Fashion
Germany’s Hugo Boss FY25 sales reach $4.95 bn despite global headwinds
The operating profitability improved during the year, with EBIT rising 8 per cent to €391 million (~$453.56 million), while EBIT margin increased by 80 basis points (bps) to 9.2 per cent. Net income grew 16 per cent to €259 million, and earnings per share rose 17 per cent to €3.61.
Hugo Boss has reported sales of €4.27 billion (~$4.95 billion) in FY25, down 1 per cent YoY.
EBIT rose 8 per cent to €391 million (~$453.56 million), while net income increased 16 per cent to €259 million.
Growth in EMEA and the Americas offset weaker Asia demand.
Strong Q4 sales and profitability supported results, though 2026 is expected to see a temporary sales decline.
Regionally, Europe, the Middle East and Africa (EMEA) recorded 2 per cent currency-adjusted growth, supported by strong demand in key European markets including Germany and France. The Americas grew 3 per cent, reflecting improving momentum in the US and double-digit gains in Latin America. In contrast, Asia/Pacific sales declined 5 per cent, largely due to subdued consumer demand in China, Hugo Boss said in a press release.
By brand, Boss Menswear remained the strongest contributor, with sales rising 3 per cent currency-adjusted during the year.
The company highlighted brand initiatives such as global campaigns, the Beckham x Boss collections and the Boss fashion show in Milan.
Meanwhile, Boss Womenswear and Hugo recorded declines of 5 per cent and 4 per cent respectively, as the company streamlined assortments and refined distribution to improve long-term brand positioning.
Channel-wise, brick-and-mortar retail sales remained broadly stable YoY, reflecting softer store traffic in markets such as China and the UK. Wholesale sales increased 2 per cent, while digital revenues rose 7 per cent, driven largely by strong performance from digital partner platforms.

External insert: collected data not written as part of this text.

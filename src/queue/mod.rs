// src/queue/mod.rs
// Lane-based task queue: per-class FIFO with a fixed concurrency cap.
// Lanes never steal work from each other.

use chrono::{DateTime, Utc};
use futures::future::BoxFuture;
use parking_lot::Mutex;
use serde::{Deserialize, Serialize};
use std::collections::{HashMap, VecDeque};
use std::sync::Arc;
use tokio::sync::oneshot;
use tracing::{debug, error};

use crate::llm::ChatMessage;

/// Named concurrency class. Caps are configuration, not runtime-tunable.
#[derive(Debug, Clone, Copy, PartialEq, Eq, Hash, Default, Serialize, Deserialize)]
#[serde(rename_all = "lowercase")]
pub enum Lane {
    Fast,
    Slow,
    #[default]
    Background,
}

impl Lane {
    pub fn cap(self) -> usize {
        match self {
            Lane::Fast => 2,
            Lane::Slow => 1,
            Lane::Background => 1,
        }
    }

    pub fn as_str(self) -> &'static str {
        match self {
            Lane::Fast => "fast",
            Lane::Slow => "slow",
            Lane::Background => "background",
        }
    }

    pub fn all() -> [Lane; 3] {
        [Lane::Fast, Lane::Slow, Lane::Background]
    }

    pub fn parse(s: &str) -> Option<Lane> {
        match s {
            "fast" => Some(Lane::Fast),
            "slow" => Some(Lane::Slow),
            "background" => Some(Lane::Background),
            _ => None,
        }
    }
}

#[derive(Debug, Clone, Copy, PartialEq, Eq, Serialize, Deserialize)]
#[serde(rename_all = "lowercase")]
pub enum TaskStatus {
    Completed,
    Failed,
}

/// What a submitted job resolves to on success.
#[derive(Debug, Clone, Default)]
pub struct TaskReply {
    pub reply: String,
    pub history: Vec<ChatMessage>,
}

#[derive(Debug, Clone)]
pub struct TaskResult {
    pub id: String,
    pub lane: Lane,
    pub reply: String,
    pub history: Vec<ChatMessage>,
    pub status: TaskStatus,
    pub error: Option<String>,
    pub started_at: DateTime<Utc>,
    pub completed_at: DateTime<Utc>,
}

/// Observable per-lane counters. Strictly consistent within a lane.
#[derive(Debug, Clone, Copy, Default, Serialize, Deserialize)]
pub struct LaneCounters {
    /// Currently running
    pub pending: usize,
    /// Waiting in the FIFO
    pub queued: usize,
}

type Job = BoxFuture<'static, anyhow::Result<TaskReply>>;

struct QueuedTask {
    id: String,
    job: Job,
    reply_tx: oneshot::Sender<TaskResult>,
}

#[derive(Default)]
struct LaneState {
    running: usize,
    waiting: VecDeque<QueuedTask>,
}

/// Lane queue shared by every submitter (user turns and scheduler runs).
pub struct LaneQueue {
    lanes: HashMap<Lane, Mutex<LaneState>>,
}

impl LaneQueue {
    pub fn new() -> Arc<Self> {
        let lanes = Lane::all()
            .into_iter()
            .map(|lane| (lane, Mutex::new(LaneState::default())))
            .collect();
        Arc::new(Self { lanes })
    }

    /// Submit a job to a lane. The returned receiver resolves to the task's
    /// result; it never errors (job failures become `TaskStatus::Failed`).
    /// There is no cancellation.
    pub fn submit(
        self: &Arc<Self>,
        lane: Lane,
        job: impl std::future::Future<Output = anyhow::Result<TaskReply>> + Send + 'static,
    ) -> oneshot::Receiver<TaskResult> {
        let (reply_tx, reply_rx) = oneshot::channel();
        let task = QueuedTask {
            id: uuid::Uuid::new_v4().to_string(),
            job: Box::pin(job),
            reply_tx,
        };

        {
            let mut state = self.lanes[&lane].lock();
            state.waiting.push_back(task);
            debug!(
                "[QUEUE] {}: queued task ({} running, {} waiting)",
                lane.as_str(),
                state.running,
                state.waiting.len()
            );
        }
        self.dispatch(lane);

        reply_rx
    }

    /// Start queued tasks while the lane is under its cap.
    fn dispatch(self: &Arc<Self>, lane: Lane) {
        loop {
            let task = {
                let mut state = self.lanes[&lane].lock();
                if state.running >= lane.cap() {
                    return;
                }
                match state.waiting.pop_front() {
                    Some(task) => {
                        state.running += 1;
                        task
                    }
                    None => return,
                }
            };

            let queue = Arc::clone(self);
            tokio::spawn(async move {
                queue.run_task(lane, task).await;
            });
        }
    }

    async fn run_task(self: Arc<Self>, lane: Lane, task: QueuedTask) {
        let started_at = Utc::now();
        let task_id = task.id.clone();

        // Run the job in its own task so a panic is contained and reported
        // as a failed result.
        let outcome = tokio::spawn(task.job).await;

        let result = match outcome {
            Ok(Ok(reply)) => TaskResult {
                id: task_id,
                lane,
                reply: reply.reply,
                history: reply.history,
                status: TaskStatus::Completed,
                error: None,
                started_at,
                completed_at: Utc::now(),
            },
            Ok(Err(e)) => {
                error!("[QUEUE] {}: task failed: {}", lane.as_str(), e);
                TaskResult {
                    id: task_id,
                    lane,
                    reply: String::new(),
                    history: Vec::new(),
                    status: TaskStatus::Failed,
                    error: Some(e.to_string()),
                    started_at,
                    completed_at: Utc::now(),
                }
            }
            Err(join_err) => {
                error!("[QUEUE] {}: task panicked: {}", lane.as_str(), join_err);
                TaskResult {
                    id: task_id,
                    lane,
                    reply: String::new(),
                    history: Vec::new(),
                    status: TaskStatus::Failed,
                    error: Some(format!("task panicked: {}", join_err)),
                    started_at,
                    completed_at: Utc::now(),
                }
            }
        };

        // Receiver may have been dropped; that is fine.
        let _ = task.reply_tx.send(result);

        {
            let mut state = self.lanes[&lane].lock();
            state.running = state.running.saturating_sub(1);
        }
        self.dispatch(lane);
    }

    pub fn counters(&self, lane: Lane) -> LaneCounters {
        let state = self.lanes[&lane].lock();
        LaneCounters {
            pending: state.running,
            queued: state.waiting.len(),
        }
    }

    pub fn all_counters(&self) -> HashMap<Lane, LaneCounters> {
        Lane::all()
            .into_iter()
            .map(|lane| (lane, self.counters(lane)))
            .collect()
    }
}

The gross margin declined slightly to 61.5 per cent, down 20 bps from the previous year, due to currency effects, promotional market conditions and channel mix changes. However, Hugo Boss managed to offset some of these pressures through improved sourcing efficiency and lower freight costs.
Operating expenses fell 3 per cent, improving to 52.4 per cent of sales, reflecting the company’s focus on cost discipline and productivity improvements across sales, marketing and administrative functions.
The company also strengthened its balance sheet during the year. Inventories declined 10 per cent currency-adjusted, helping reduce inventory as a share of group sales to 21.5 per cent. Capital expenditure (capex) dropped 32 per cent to €195 million, following major investments in prior years.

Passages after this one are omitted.